Andrea Carvalho, Made to
Measure: and more ideas on space
The Larcham Gallery, Stouffville, Ontario
November 3 — December 8, 2012
Curated by Chai Duncan
Andrea Carvalho exhibited a series of unusual constructions, which embodied many of the qualities that mystify and to some extent alienate viewers unfamiliar with the eccentricities of some current practices. The pieces, roughly constructed, were made from materials unfamiliar to the practice of making art. The colour was minimal. Paradoxically, the work was also engaging in its tantalizing obscurities.
As the daughter of a builder, Carvalho has found inspiration in her surroundings, using available scrap material such as carpet underlay, pink insulation, foil tape, fluorescent fixtures, and roughly cut and painted pieces of wood. The subtitle “Ideas on Space” articulated much of the installation, where individual constructions were given room to breathe in the smallish gallery. Chair was a one-person portable workstation with Tyvek seat cushion and side cupboards for supplies, made to measure by and for the artist herself.
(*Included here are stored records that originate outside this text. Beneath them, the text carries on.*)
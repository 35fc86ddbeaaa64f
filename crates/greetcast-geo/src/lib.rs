//! IP geolocation and reverse geocoding for greetcast.
//!
//! Maps a caller's network address to an approximate location via an
//! ipapi.co-compatible provider, and coordinates to a formatted address
//! via a Nominatim-compatible provider.

pub mod client;
pub mod geocode;
pub mod types;

pub use client::GeoClient;
pub use geocode::GeocodeClient;
pub use types::{GeoError, GeoLocation, ResolvedLocation};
The inherent irony in this uncomfortable looking piece reminded me of works such as Krzysztof Wodiczko’s Homeless Vehicle Project or his Poliscar a “command center” for communication and community.
Painted white with interior accents of pink, Carvalho’s chair connected efficiently with the pink Styrofoam insulation in Engineering where that ubiquitous construction material was layered with circles and off cut shapes of various woods and topped with a teepee of turned railing sections. The piece was made during a residency at Broken City Lab in Windsor, referencing both the new university engineering building and the neighbouring Sandwich Town, where abandoned and derelict buildings offered scavenged material.
In An open road where I can breathe, a fluorescent light illuminated a Plexiglas box with a metal arch—its emitting glare rejecting and inviting close examination in equal measure. The title calls up a road trip in a denatured landscape: the golden-arch pit stop reveals its unwelcome aspect, the road a heaving strata of carpet underlay.
The crude materials of construction and demolition the artist used for the floor pieces contrasted dramatically with several finely executed paper cut-outs exhibited on the gallery walls. These would be familiar to art students in their quotation of key works in modern architecture. Mies van der Rohe’s Farnsworth House, Moshe Safdie’s Habitat, and Le Corbusier’s Villa Savoye provide an academic backdrop while reminding one that even these iconic creations are made from the most humble of materials. While finely rendered, each piece drooped tentatively from its position, perhaps affected by dampness but more likely challenging the canon.
Carvalho’s visual essay offered space for questioning the nature of beauty, of construction, indeed of sculpture itself.
Margaret Rodgers is a writer, artist, curator and educator in Oshawa, Ontario. She writes essays, articles and reviews for several art publications and is the author of Locating Alexandra (Toronto: ECW, 1995).